Monday, October 21, 2019

ONTAP 9.6+: REST API: netapp_ontap: performance of get_collection() vs. get()

NetApp's ONTAP 9.6 introduced new REST API along with a new python module netapp_ontap.


#!/bin/python

import time
import getpass
import netapp_ontap

from netapp_ontap import config
from netapp_ontap.host_connection import HostConnection
from netapp_ontap.resources import QuotaRule

password = getpass.getpass()

config.CONNECTION = HostConnection(host, user, password)

start = time.time()
quota_rules = QuotaRule.get_collection(fields='type')
# quota_rules = QuotaRule.get_collection()
total = 0
for l in quota_rules:
    # l.get(fields='type')
    total = total + 1
end = time.time()
print(total)
print(end-start)

With 471 quota rules on my filer it takes about 4s with get_collection(fields='type') vs. ~40s when calling l.get(fields='type') for each rule being processed. So if you are after all the entries it is more quicker to pass the required fields to get_collection() and not call get() on each returned resource.

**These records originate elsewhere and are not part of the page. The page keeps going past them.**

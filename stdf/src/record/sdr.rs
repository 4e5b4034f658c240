use crate::decode::Decode;
use crate::field::FieldReader;


/// A **SDR** _(site description)_ record, describing the handling equipment
/// wired up to a group of test sites.
#[derive(PartialEq, Debug, Clone)]
pub struct SDR {

    /// Test head number.
    pub head_num: u8,

    /// Site group number.
    pub site_grp: u8,

    /// How many test sites are in the group.
    pub site_cnt: u8,

    /// The site numbers, `site_cnt` of them.
    pub site_num: Vec<u8>,

    /// Handler or prober type.
    pub hand_typ: String,

    /// Handler or prober ID.
    pub hand_id: String,

    /// Probe card type.
    pub card_typ: String,

    /// Probe card ID.
    pub card_id: String,

    /// Load board type.
    pub load_typ: String,

    /// Load board ID.
    pub load_id: String,

    /// DIB board type.
    pub dib_typ: String,

    /// DIB board ID.
    pub dib_id: String,

    /// Interface cable type.
    pub cabl_typ: String,

    /// Interface cable ID.
    pub cabl_id: String,

    /// Handler contactor type.
    pub cont_typ: String,

    /// Handler contactor ID.
    pub cont_id: String,

    /// Laser type.
    pub lasr_typ: String,

    /// Laser ID.
    pub lasr_id: String,

    /// Extra equipment type.
    pub extr_typ: String,

    /// Extra equipment ID.
    pub extr_id: String,
}

impl Decode for SDR {
    const NAME: &'static str = "SDR";
    const TYP: u8 = 1;
    const SUB: u8 = 80;

    fn read(r: &mut FieldReader<'_>) -> Self {
        let head_num = r.u1();
        let site_grp = r.u1();
        let site_cnt = r.u1();
        let site_num = r.kx_u1(u16::from(site_cnt));
        let hand_typ = r.cn();
        let hand_id  = r.cn();
        let card_typ = r.cn();
        let card_id  = r.cn();
        let load_typ = r.cn();
        let load_id  = r.cn();
        let dib_typ  = r.cn();
        let dib_id   = r.cn();
        let cabl_typ = r.cn();
        let cabl_id  = r.cn();
        let cont_typ = r.cn();
        let cont_id  = r.cn();
        let lasr_typ = r.cn();
        let lasr_id  = r.cn();
        let extr_typ = r.cn();
        let extr_id  = r.cn();

        Self {
            head_num, site_grp, site_cnt, site_num,
            hand_typ, hand_id, card_typ, card_id, load_typ, load_id,
            dib_typ, dib_id, cabl_typ, cabl_id, cont_typ, cont_id,
            lasr_typ, lasr_id, extr_typ, extr_id,
        }
    }
}


#[cfg(test)]
mod test {
    use super::*;
    use crate::field::Endianness;
    use pretty_assertions::assert_eq;

    #[test]
    fn parses() {
        let buf = &[ 0x01, 0x01,
                     0x04, 0x01, 0x02, 0x03, 0x04,
                     0x02, b'H', b'9',
                     0x03, b'h', b'0', b'1' ];
        let mut r = FieldReader::new(buf, Endianness::Little);

        let sdr = SDR::read(&mut r);
        assert_eq!(sdr.site_cnt, 4);
        assert_eq!(sdr.site_num, vec![ 1, 2, 3, 4 ]);
        assert_eq!(sdr.hand_typ, "H9");
        assert_eq!(sdr.hand_id, "h01");
        assert_eq!(sdr.card_typ, "");
        assert_eq!(sdr.extr_id, "");
    }
}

I did a little bit of debugging and it seems that each get() results in a new TCP/HTTPS connection being established which is likely the main reason of the much worse performance performance. Also get_collection() gets all 471 results in a single HTTP GET.

There seems to be a bug in regards to re-ussing connections though, as it shouldn't have to establish a new session for each get.